Would you go through the records below and copy each line with the string "ReviewAgent"?
(DATA SUPPLIED)
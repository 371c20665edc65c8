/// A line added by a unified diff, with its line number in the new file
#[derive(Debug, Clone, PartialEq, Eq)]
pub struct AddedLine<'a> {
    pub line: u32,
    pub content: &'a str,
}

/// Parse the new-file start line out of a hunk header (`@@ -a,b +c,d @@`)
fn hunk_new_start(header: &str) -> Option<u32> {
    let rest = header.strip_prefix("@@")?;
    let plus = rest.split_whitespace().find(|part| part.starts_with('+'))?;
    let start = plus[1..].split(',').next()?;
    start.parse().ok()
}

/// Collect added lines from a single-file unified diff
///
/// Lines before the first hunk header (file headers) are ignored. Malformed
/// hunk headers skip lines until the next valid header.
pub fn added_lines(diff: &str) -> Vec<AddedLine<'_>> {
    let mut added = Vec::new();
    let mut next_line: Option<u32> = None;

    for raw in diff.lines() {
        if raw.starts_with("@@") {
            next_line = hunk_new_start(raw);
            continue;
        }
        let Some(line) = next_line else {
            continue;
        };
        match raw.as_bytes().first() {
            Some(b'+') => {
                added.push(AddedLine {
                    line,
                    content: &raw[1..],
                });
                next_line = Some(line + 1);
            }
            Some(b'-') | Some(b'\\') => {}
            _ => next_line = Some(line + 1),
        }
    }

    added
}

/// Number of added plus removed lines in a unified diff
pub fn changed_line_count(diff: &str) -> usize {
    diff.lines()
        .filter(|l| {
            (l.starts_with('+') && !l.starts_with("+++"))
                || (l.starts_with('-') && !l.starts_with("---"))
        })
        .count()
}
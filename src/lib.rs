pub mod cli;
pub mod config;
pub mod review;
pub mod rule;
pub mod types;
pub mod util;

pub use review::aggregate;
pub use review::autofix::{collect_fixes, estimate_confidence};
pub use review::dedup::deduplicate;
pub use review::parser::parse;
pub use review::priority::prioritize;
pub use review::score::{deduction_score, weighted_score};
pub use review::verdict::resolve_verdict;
(End DATA SUPPLIED)
(DATA SUPPLIED)
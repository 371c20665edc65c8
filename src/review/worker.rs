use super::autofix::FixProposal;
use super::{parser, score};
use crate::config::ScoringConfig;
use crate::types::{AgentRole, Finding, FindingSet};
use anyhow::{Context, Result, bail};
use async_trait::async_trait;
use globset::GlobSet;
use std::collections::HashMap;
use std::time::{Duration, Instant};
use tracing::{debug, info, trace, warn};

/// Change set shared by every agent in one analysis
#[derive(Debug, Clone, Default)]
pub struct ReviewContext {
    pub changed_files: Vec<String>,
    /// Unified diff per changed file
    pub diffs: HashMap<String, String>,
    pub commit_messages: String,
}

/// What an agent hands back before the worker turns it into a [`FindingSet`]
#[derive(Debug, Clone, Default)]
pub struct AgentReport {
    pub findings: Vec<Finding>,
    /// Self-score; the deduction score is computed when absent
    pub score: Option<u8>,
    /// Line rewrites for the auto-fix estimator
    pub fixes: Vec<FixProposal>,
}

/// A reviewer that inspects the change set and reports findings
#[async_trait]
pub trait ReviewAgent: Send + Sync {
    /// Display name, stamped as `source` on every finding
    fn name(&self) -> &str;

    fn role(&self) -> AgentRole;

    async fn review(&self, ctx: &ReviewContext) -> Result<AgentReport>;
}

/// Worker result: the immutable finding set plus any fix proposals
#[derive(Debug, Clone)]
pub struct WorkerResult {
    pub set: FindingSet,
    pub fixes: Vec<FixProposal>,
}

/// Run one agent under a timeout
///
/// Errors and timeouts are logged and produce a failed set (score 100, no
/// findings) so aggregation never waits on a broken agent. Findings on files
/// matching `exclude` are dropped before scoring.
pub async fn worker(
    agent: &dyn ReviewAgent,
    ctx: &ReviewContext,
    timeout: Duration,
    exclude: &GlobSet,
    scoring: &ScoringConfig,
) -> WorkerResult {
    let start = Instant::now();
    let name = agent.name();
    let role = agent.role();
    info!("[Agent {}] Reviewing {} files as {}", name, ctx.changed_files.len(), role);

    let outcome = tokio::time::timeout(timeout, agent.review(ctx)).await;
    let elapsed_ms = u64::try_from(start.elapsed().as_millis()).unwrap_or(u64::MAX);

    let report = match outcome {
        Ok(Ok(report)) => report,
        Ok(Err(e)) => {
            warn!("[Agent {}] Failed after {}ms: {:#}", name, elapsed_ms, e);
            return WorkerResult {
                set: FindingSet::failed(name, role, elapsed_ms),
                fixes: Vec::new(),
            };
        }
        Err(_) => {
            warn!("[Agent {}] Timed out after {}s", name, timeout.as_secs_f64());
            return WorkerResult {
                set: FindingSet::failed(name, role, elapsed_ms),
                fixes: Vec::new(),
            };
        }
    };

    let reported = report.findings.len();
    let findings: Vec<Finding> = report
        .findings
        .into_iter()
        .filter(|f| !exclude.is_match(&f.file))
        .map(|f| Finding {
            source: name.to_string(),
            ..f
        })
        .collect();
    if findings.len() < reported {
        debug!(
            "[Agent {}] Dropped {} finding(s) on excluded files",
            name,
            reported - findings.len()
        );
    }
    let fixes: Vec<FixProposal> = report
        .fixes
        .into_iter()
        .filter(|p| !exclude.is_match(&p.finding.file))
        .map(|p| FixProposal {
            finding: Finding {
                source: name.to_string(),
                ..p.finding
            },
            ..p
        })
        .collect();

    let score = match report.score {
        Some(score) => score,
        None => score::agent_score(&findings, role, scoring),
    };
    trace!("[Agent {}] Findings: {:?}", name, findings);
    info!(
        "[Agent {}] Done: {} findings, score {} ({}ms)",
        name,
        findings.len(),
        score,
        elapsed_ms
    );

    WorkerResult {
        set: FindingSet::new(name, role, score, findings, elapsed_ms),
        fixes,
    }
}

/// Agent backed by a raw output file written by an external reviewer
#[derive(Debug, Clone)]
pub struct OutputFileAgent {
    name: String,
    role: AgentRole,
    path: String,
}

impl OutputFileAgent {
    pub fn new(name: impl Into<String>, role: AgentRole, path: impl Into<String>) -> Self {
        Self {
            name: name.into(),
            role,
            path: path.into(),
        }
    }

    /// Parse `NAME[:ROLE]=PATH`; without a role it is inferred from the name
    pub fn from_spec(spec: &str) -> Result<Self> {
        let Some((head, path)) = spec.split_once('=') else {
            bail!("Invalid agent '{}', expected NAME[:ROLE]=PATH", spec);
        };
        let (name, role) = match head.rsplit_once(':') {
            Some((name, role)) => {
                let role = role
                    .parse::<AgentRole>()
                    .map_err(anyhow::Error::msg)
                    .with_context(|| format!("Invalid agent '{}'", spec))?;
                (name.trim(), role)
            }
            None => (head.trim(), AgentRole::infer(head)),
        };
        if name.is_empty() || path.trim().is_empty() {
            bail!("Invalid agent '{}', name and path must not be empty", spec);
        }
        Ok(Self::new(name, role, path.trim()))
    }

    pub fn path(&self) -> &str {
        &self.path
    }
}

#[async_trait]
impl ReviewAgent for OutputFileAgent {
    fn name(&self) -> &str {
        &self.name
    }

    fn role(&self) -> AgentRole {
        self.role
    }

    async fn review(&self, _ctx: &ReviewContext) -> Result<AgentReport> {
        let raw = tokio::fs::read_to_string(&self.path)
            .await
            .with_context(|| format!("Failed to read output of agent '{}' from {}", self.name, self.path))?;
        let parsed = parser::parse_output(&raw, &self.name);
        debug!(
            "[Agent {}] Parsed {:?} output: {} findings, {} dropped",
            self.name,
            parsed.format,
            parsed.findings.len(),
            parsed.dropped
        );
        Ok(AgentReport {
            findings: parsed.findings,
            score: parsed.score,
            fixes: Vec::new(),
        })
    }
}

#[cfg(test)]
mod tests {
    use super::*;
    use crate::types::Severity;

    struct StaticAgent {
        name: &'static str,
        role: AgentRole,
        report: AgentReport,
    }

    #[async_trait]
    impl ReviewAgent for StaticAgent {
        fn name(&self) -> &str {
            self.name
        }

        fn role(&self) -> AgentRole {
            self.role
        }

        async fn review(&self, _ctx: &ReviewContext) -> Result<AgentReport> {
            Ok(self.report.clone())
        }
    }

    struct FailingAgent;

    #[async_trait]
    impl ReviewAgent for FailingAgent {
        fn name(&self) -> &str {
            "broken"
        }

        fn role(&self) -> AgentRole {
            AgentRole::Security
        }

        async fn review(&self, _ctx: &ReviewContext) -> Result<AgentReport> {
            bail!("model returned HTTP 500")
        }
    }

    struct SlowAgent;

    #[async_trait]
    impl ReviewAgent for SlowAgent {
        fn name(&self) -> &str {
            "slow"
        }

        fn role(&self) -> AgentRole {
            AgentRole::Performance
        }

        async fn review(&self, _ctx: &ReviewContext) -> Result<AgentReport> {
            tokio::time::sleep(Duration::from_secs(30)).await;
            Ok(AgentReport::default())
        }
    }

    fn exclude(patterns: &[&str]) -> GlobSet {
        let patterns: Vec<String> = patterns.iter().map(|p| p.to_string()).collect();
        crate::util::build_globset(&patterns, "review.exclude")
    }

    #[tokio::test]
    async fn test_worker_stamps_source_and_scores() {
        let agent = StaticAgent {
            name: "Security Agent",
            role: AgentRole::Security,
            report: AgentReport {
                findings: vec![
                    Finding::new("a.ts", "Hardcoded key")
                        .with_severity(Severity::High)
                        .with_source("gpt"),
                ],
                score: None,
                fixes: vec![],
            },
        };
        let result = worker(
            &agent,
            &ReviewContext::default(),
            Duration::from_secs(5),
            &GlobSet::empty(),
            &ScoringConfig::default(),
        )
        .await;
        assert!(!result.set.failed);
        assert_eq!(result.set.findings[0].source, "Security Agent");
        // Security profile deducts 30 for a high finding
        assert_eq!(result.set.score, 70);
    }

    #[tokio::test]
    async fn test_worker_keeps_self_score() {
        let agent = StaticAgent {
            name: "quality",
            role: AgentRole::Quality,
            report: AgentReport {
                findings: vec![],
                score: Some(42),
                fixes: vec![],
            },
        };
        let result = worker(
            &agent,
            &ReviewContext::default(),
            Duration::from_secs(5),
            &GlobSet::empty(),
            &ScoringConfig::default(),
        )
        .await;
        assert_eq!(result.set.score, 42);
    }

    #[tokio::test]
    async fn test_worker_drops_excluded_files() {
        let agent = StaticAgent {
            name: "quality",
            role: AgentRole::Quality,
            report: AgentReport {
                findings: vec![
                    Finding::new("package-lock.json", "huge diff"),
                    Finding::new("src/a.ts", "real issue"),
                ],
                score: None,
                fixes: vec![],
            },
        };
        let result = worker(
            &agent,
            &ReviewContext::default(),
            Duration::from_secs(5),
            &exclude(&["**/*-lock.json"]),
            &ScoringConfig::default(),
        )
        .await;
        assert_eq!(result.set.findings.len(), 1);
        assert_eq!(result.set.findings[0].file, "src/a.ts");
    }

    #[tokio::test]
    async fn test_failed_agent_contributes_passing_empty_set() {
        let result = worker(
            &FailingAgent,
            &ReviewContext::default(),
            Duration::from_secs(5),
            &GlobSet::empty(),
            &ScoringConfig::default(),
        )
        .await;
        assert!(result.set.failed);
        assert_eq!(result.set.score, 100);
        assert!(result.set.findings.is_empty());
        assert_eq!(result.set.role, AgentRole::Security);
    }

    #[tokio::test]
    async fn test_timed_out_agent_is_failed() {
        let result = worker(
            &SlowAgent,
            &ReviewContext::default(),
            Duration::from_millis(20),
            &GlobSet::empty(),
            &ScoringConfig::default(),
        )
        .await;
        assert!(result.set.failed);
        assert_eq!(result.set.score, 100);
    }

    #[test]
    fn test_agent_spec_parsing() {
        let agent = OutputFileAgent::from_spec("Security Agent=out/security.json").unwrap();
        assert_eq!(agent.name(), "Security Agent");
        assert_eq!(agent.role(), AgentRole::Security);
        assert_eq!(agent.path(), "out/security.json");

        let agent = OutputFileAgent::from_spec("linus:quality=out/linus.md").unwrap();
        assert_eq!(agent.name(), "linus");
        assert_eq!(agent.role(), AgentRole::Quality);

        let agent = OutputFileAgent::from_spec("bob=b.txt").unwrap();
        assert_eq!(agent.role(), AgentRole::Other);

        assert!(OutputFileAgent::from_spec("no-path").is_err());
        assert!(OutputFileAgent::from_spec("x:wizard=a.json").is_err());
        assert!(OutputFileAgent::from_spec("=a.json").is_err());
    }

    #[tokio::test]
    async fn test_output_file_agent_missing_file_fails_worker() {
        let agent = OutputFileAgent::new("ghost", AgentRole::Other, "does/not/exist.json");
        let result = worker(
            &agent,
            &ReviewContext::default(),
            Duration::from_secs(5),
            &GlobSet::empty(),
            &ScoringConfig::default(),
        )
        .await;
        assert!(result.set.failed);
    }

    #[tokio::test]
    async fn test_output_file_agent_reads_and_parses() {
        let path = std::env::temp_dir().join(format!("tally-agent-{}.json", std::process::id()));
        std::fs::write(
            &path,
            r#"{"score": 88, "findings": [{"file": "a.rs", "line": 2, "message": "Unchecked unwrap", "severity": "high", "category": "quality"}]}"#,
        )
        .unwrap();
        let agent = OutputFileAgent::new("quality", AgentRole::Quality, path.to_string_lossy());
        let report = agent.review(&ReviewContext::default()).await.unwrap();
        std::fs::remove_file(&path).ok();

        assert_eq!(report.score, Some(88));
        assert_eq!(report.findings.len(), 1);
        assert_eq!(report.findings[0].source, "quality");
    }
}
(End DATA SUPPLIED)
(DATA SUPPLIED)
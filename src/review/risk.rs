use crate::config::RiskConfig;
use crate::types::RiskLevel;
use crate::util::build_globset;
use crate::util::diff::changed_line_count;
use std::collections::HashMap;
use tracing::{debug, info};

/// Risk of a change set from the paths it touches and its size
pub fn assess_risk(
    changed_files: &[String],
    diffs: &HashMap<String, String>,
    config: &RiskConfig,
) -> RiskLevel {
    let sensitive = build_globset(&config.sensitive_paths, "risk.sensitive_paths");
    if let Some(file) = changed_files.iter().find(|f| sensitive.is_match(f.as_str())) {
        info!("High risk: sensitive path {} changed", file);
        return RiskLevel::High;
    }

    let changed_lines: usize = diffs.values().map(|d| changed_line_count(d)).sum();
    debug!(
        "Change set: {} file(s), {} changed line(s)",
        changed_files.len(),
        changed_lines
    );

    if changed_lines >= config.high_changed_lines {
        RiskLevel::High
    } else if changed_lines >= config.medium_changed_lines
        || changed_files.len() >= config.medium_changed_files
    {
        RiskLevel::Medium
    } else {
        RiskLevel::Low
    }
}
(End DATA SUPPLIED)
* [ANSWER SECTION]
pub trait ReviewAgent: Send + Sync {
    agent: &dyn ReviewAgent,
impl ReviewAgent for OutputFileAgent {
    impl ReviewAgent for StaticAgent {
    impl ReviewAgent for FailingAgent {
    impl ReviewAgent for SlowAgent {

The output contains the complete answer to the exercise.